From the beginning, however, this investigation has not been about learning the truth or cleaning up cycling, but about punishing me at all costs. I am a retired cyclist, yet USADA has lodged charges over 17 years old despite its own 8-year limitation. As respected organizations such as UCI and USA Cycling have made clear, USADA lacks jurisdiction even to bring these charges. The international bodies governing cycling have ordered USADA to stop, have given notice that no one should participate in USADA’s improper proceedings, and have made it clear the pronouncements by USADA that it has banned people for life or stripped them of their accomplishments are made without authority. And as many others, including USADA’s own arbitrators, have found, there is nothing even remotely fair about its process. USADA has broken the law, turned its back on its own rules, and stiff-armed those who have tried to persuade USADA to honor its obligations. At every turn, USADA has played the role of a bully, threatening everyone in its way and challenging the good faith of anyone who questions its motives or its methods, all at U.S. taxpayers’ expense.
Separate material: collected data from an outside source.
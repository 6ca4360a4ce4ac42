//! Bellman-Ford algorithm for single-source shortest paths.
//!
//! Handles negative edge weights and detects negative cycles reachable from
//! the source. Edges are relaxed in insertion order; an undirected edge is
//! relaxed `u -> v` then `v -> u`, so any negative undirected edge is itself a
//! negative cycle.

use log::{debug, trace};
use serde::{Deserialize, Serialize};

use super::{Distance, SearchStatistics, ShortestPaths};
use crate::algorithm::traits::{
    validated_parameter, Algorithm, AlgorithmComplexity, AlgorithmError, AlgorithmParameter, NodeId,
};
use crate::data_structures::graph::{Graph, VertexLabel, Weight};

/// Bellman-Ford shortest-path engine
#[derive(Debug, Clone, Copy, PartialEq, Eq, Serialize, Deserialize)]
pub struct BellmanFord {
    /// Stop relaxing once a full pass changes nothing
    early_termination: bool,
}

impl Default for BellmanFord {
    fn default() -> Self {
        Self { early_termination: true }
    }
}

impl BellmanFord {
    pub fn new() -> Self {
        Self::default()
    }

    pub fn with_early_termination(mut self, enabled: bool) -> Self {
        self.early_termination = enabled;
        self
    }

    /// Distances and paths from `source`, or `NegativeCycleDetected`
    pub fn run<V: VertexLabel>(&self, graph: &Graph<V>, source: &V) -> Result<ShortestPaths<V>, AlgorithmError> {
        let start = graph.require_node(source)?;
        let n = graph.node_count();
        debug!("bellman-ford: {} vertices, {} edges, source {:?}", n, graph.edge_count(), source);

        let mut distances = vec![Distance::Infinite; n];
        let mut parents: Vec<Option<NodeId>> = vec![None; n];
        let mut statistics = SearchStatistics::default();
        distances[start.0] = Distance::Finite(0);

        // Relax edges V-1 times
        for pass in 0..n.saturating_sub(1) {
            let mut updated = false;
            for (u, v, weight) in graph.arcs() {
                if let Some(candidate) = relaxed(distances[u.0], weight) {
                    if Distance::Finite(candidate) < distances[v.0] {
                        distances[v.0] = Distance::Finite(candidate);
                        parents[v.0] = Some(u);
                        statistics.relaxations += 1;
                        updated = true;
                    }
                }
            }
            statistics.passes += 1;
            trace!("bellman-ford: pass {} updated={}", pass + 1, updated);

            // Early termination if no updates
            if !updated && self.early_termination {
                break;
            }
        }

        // One more pass: any further improvement means a reachable negative cycle
        for (u, v, weight) in graph.arcs() {
            if let Some(candidate) = relaxed(distances[u.0], weight) {
                if Distance::Finite(candidate) < distances[v.0] {
                    debug!("bellman-ford: negative cycle through {:?}", graph.label(v));
                    return Err(AlgorithmError::NegativeCycleDetected);
                }
            }
        }

        statistics.settled = distances.iter().filter(|d| d.is_finite()).count();
        debug!(
            "bellman-ford: {} reachable vertices after {} passes",
            statistics.settled, statistics.passes
        );
        Ok(ShortestPaths::materialize(graph, start, &distances, &parents, statistics))
    }

    /// Single-destination query; `Ok(None)` means `target` is unreachable
    pub fn shortest_path<V: VertexLabel>(
        &self,
        graph: &Graph<V>,
        source: &V,
        target: &V,
    ) -> Result<Option<(Weight, Vec<V>)>, AlgorithmError> {
        graph.require_node(target)?;
        Ok(self.run(graph, source)?.to_target(target))
    }
}

#[inline]
fn relaxed(from: Distance, weight: Weight) -> Option<Weight> {
    from.finite().map(|d| d.saturating_add(weight))
}

/// Runs [`BellmanFord`] with default settings from `source`
pub fn bellman_ford<V: VertexLabel>(graph: &Graph<V>, source: &V) -> Result<ShortestPaths<V>, AlgorithmError> {
    BellmanFord::new().run(graph, source)
}

impl Algorithm for BellmanFord {
    fn name(&self) -> &'static str {
        "Bellman-Ford"
    }

    fn category(&self) -> &'static str {
        "shortest_path"
    }

    fn description(&self) -> String {
        "Single-source shortest paths with arbitrary edge weights. Relaxes every edge up to V-1 times \
         and reports a negative cycle reachable from the source instead of distances."
            .to_string()
    }

    fn complexity(&self) -> AlgorithmComplexity {
        AlgorithmComplexity {
            time_complexity: "O(V * E)".to_string(),
            space_complexity: "O(V)".to_string(),
            best_case: "O(E)".to_string(),
            average_case: "O(V * E)".to_string(),
            worst_case: "O(V * E)".to_string(),
        }
    }

    fn parameters(&self) -> Vec<AlgorithmParameter> {
        vec![AlgorithmParameter::boolean("early_termination", self.early_termination)]
    }

    fn set_parameter(&mut self, name: &str, value: &str) -> Result<(), AlgorithmError> {
        validated_parameter(&*self, name, value)?;
        // Only one parameter is declared
        self.early_termination = value == "true";
        Ok(())
    }
}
For the last two months, USADA has endlessly repeated the mantra that there should be a single set of rules, applicable to all, but they have arrogantly refused to practice what they preach. On top of all that, USADA has allegedly made deals with other riders that circumvent their own rules as long as they said I cheated. Many of those riders continue to race today.
The bottom line is I played by the rules that were put in place by the UCI, WADA and USADA when I raced. The idea that athletes can be convicted today without positive A and B samples, under the same rules and procedures that apply to athletes with positive tests, perverts the system and creates a process where any begrudged ex-teammate can open a USADA case out of spite or for personal gain or a cheating cyclist can cut a sweetheart deal for themselves. It’s an unfair approach, applied selectively, in opposition to all the rules. It’s just not right.
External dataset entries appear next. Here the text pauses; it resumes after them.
//! Dijkstra's algorithm for graphs with non-negative weights
//!
//! Binary min-heap keyed by tentative distance with lazy deletion: a popped
//! entry whose distance exceeds the recorded best is stale and skipped. Each
//! vertex is settled at most once.
//!
//! Among several shortest paths the one materialized is the first found in
//! relaxation order (neighbors are scanned in edge insertion order and only
//! strict improvements replace a predecessor). This is implementation-defined
//! but reproducible for a fixed input order.
//!
//! Copyright (c) 2025 Mohammad Atashi <mohammadaliatashi@icloud.com>

use std::cmp::Ordering;
use std::collections::BinaryHeap;

use log::{debug, trace};
use rayon::prelude::*;

use super::{Distance, SearchStatistics, ShortestPaths};
use crate::algorithm::traits::{Algorithm, AlgorithmComplexity, AlgorithmError, NodeId};
use crate::data_structures::graph::{Graph, VertexLabel, Weight};

/// Priority queue entry
#[derive(Debug, Clone, Copy, PartialEq, Eq)]
struct DijkstraEntry {
    distance: Weight,
    node: NodeId,
}

impl Ord for DijkstraEntry {
    fn cmp(&self, other: &Self) -> Ordering {
        // Reverse ordering for min-heap behavior in BinaryHeap
        other
            .distance
            .cmp(&self.distance)
            .then_with(|| other.node.cmp(&self.node))
    }
}

impl PartialOrd for DijkstraEntry {
    fn partial_cmp(&self, other: &Self) -> Option<Ordering> {
        Some(self.cmp(other))
    }
}

/// Dijkstra shortest-path engine
#[derive(Debug, Clone, Copy, Default)]
pub struct Dijkstra;

impl Dijkstra {
    pub fn new() -> Self {
        Self
    }

    /// Distances and paths from `source` to every vertex
    ///
    /// Fails with `NegativeWeightRejected` before any work if an edge weight is negative.
    pub fn run<V: VertexLabel>(&self, graph: &Graph<V>, source: &V) -> Result<ShortestPaths<V>, AlgorithmError> {
        let start = graph.require_node(source)?;
        if let Some(edge) = graph.edges().iter().find(|edge| edge.weight < 0) {
            return Err(AlgorithmError::NegativeWeightRejected {
                from: format!("{:?}", graph.label(edge.source)),
                to: format!("{:?}", graph.label(edge.target)),
                weight: edge.weight,
            });
        }

        let n = graph.node_count();
        debug!("dijkstra: {} vertices, {} edges, source {:?}", n, graph.edge_count(), source);

        let mut distances = vec![Distance::Infinite; n];
        let mut parents: Vec<Option<NodeId>> = vec![None; n];
        let mut settled = vec![false; n];
        let mut statistics = SearchStatistics::default();
        let mut heap = BinaryHeap::new();

        distances[start.0] = Distance::Finite(0);
        heap.push(DijkstraEntry { distance: 0, node: start });

        while let Some(DijkstraEntry { distance, node }) = heap.pop() {
            if settled[node.0] || Distance::Finite(distance) > distances[node.0] {
                statistics.stale_entries += 1;
                continue;
            }
            settled[node.0] = true;
            statistics.settled += 1;
            trace!("dijkstra: settled {} at distance {}", node, distance);

            for (next, weight) in graph.neighbors(node) {
                if settled[next.0] {
                    continue;
                }
                let candidate = distance.saturating_add(weight);
                if Distance::Finite(candidate) < distances[next.0] {
                    distances[next.0] = Distance::Finite(candidate);
                    parents[next.0] = Some(node);
                    statistics.relaxations += 1;
                    heap.push(DijkstraEntry { distance: candidate, node: next });
                }
            }
        }

        debug!(
            "dijkstra: settled {} of {} vertices with {} relaxations",
            statistics.settled, n, statistics.relaxations
        );
        Ok(ShortestPaths::materialize(graph, start, &distances, &parents, statistics))
    }

    /// Single-destination query; `Ok(None)` means `target` is unreachable
    pub fn shortest_path<V: VertexLabel>(
        &self,
        graph: &Graph<V>,
        source: &V,
        target: &V,
    ) -> Result<Option<(Weight, Vec<V>)>, AlgorithmError> {
        graph.require_node(target)?;
        Ok(self.run(graph, source)?.to_target(target))
    }

    /// Independent runs from several sources, executed in parallel
    ///
    /// Results come back in the order of `sources`; the first failure wins.
    pub fn run_many<V>(&self, graph: &Graph<V>, sources: &[V]) -> Result<Vec<ShortestPaths<V>>, AlgorithmError>
    where
        V: VertexLabel + Send + Sync,
    {
        sources
            .par_iter()
            .map(|source| self.run(graph, source))
            .collect()
    }
}

/// Runs [`Dijkstra`] from `source`
pub fn dijkstra<V: VertexLabel>(graph: &Graph<V>, source: &V) -> Result<ShortestPaths<V>, AlgorithmError> {
    Dijkstra::new().run(graph, source)
}

impl Algorithm for Dijkstra {
    fn name(&self) -> &'static str {
        "Dijkstra"
    }

    fn category(&self) -> &'static str {
        "shortest_path"
    }

    fn description(&self) -> String {
        "Single-source shortest paths on graphs with non-negative edge weights, \
         settling vertices in order of distance with a binary heap."
            .to_string()
    }

    fn complexity(&self) -> AlgorithmComplexity {
        AlgorithmComplexity::uniform("O((V + E) log V)", "O(V + E)")
    }
}

#[cfg(test)]
mod tests {
    use super::*;
    use crate::data_structures::graph::GraphKind;
    use crate::testing::{brute_force_distance, init_logging, random_graph, seeded_rng};

    fn triangle() -> Graph<&'static str> {
        Graph::from_edges(
            GraphKind::Undirected,
            ["A", "B", "C"],
            [("A", "B", 1), ("B", "C", 2), ("A", "C", 4)],
        )
        .unwrap()
    }

    #[test]
    fn test_triangle_example() {
        init_logging();
        let result = dijkstra(&triangle(), &"A").unwrap();

        assert_eq!(result.distance(&"C"), Some(Distance::Finite(3)));
        assert_eq!(result.path(&"C").unwrap(), &["A", "B", "C"]);
        assert_eq!(result.distance(&"A"), Some(Distance::Finite(0)));
        assert_eq!(result.path(&"A").unwrap(), &["A"]);
        assert_eq!(result.statistics().settled, 3);
    }

    #[test]
    fn test_unreachable_vertex() {
        let graph = Graph::from_edges(GraphKind::Directed, [1, 2, 3], [(1, 2, 5)]).unwrap();
        let result = dijkstra(&graph, &1).unwrap();

        assert_eq!(result.distance(&3), Some(Distance::Infinite));
        assert!(result.path(&3).unwrap().is_empty());
        assert_eq!(Dijkstra::new().shortest_path(&graph, &1, &3).unwrap(), None);
        assert_eq!(Dijkstra::new().shortest_path(&graph, &1, &2).unwrap(), Some((5, vec![1, 2])));
    }

    #[test]
    fn test_negative_weight_rejected() {
        let graph = Graph::from_edges(GraphKind::Directed, ['a', 'b'], [('a', 'b', -1)]).unwrap();
        assert!(matches!(
            dijkstra(&graph, &'a'),
            Err(AlgorithmError::NegativeWeightRejected { weight: -1, .. })
        ));
    }

    #[test]
    fn test_unknown_source() {
        assert!(matches!(dijkstra(&triangle(), &"Z"), Err(AlgorithmError::UnknownVertex(_))));
    }

    #[test]
    fn test_tie_break_keeps_first_discovered_path() {
        let graph = Graph::from_edges(
            GraphKind::Directed,
            ["S", "A", "B", "T"],
            [("S", "A", 1), ("S", "B", 1), ("A", "T", 1), ("B", "T", 1)],
        )
        .unwrap();

        for _ in 0..5 {
            let result = dijkstra(&graph, &"S").unwrap();
            assert_eq!(result.path(&"T").unwrap(), &["S", "A", "T"]);
        }
    }

    #[test]
    fn test_matches_exhaustive_enumeration() {
        let mut rng = seeded_rng(7);
        for round in 0..40 {
            let kind = if round % 2 == 0 { GraphKind::Directed } else { GraphKind::Undirected };
            let graph = random_graph(&mut rng, kind, 6, 0.45, 0, 12);
            let result = dijkstra(&graph, &0).unwrap();

            for target in graph.node_ids() {
                let expected = brute_force_distance(&graph, NodeId(0), target);
                let entry = result.get(graph.label(target)).unwrap();
                assert_eq!(entry.distance.finite(), expected, "round {} target {}", round, target);

                // The materialized path must realize the reported distance
                if let Some(d) = expected {
                    let cost: Weight = entry
                        .path
                        .windows(2)
                        .map(|w| graph.edge_weight(NodeId(w[0]), NodeId(w[1])).unwrap())
                        .sum();
                    assert_eq!(cost, d);
                }
            }
        }
    }

    #[test]
    fn test_run_many_in_parallel() {
        let graph = triangle();
        let results = Dijkstra::new().run_many(&graph, &["A", "B", "C"]).unwrap();

        assert_eq!(results.len(), 3);
        assert_eq!(results[1].source(), &"B");
        assert_eq!(results[2].distance(&"A"), Some(Distance::Finite(3)));

        let failure = Dijkstra::new().run_many(&graph, &["A", "nowhere"]);
        assert!(failure.is_err());
    }

    #[test]
    fn test_algorithm_metadata() {
        let mut engine = Dijkstra::new();
        assert_eq!(engine.name(), "Dijkstra");
        assert_eq!(engine.category(), "shortest_path");
        assert!(engine.parameters().is_empty());
        assert!(engine.set_parameter("heuristic", "manhattan").is_err());
    }
}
USADA cannot assert control of a professional international sport and attempt to strip my seven Tour de France titles. I know who won those seven Tours, my teammates know who won those seven Tours, and everyone I competed against knows who won those seven Tours. We all raced together. For three weeks over the same roads, the same mountains, and against all the weather and elements that we had to confront. There were no shortcuts, there was no special treatment. The same courses, the same rules. The toughest event in the world where the strongest man wins. Nobody can ever change that. Especially not Travis Tygart.
Today I turn the page. I will no longer address this issue, regardless of the circumstances. I will commit myself to the work I began before ever winning a single Tour de France title: serving people and families affected by cancer, especially those in underserved communities. This October, my Foundation will celebrate 15 years of service to cancer survivors and the milestone of raising nearly $500 million. We have a lot of work to do and I’m looking forward to an end to this pointless distraction. I have a responsibility to all those who have stepped forward to devote their time and energy to the cancer cause. I will not stop fighting for that mission. Going forward, I am going to devote myself to raising my five beautiful (and energetic) kids, fighting cancer, and attempting to be the fittest 40-year old on the planet.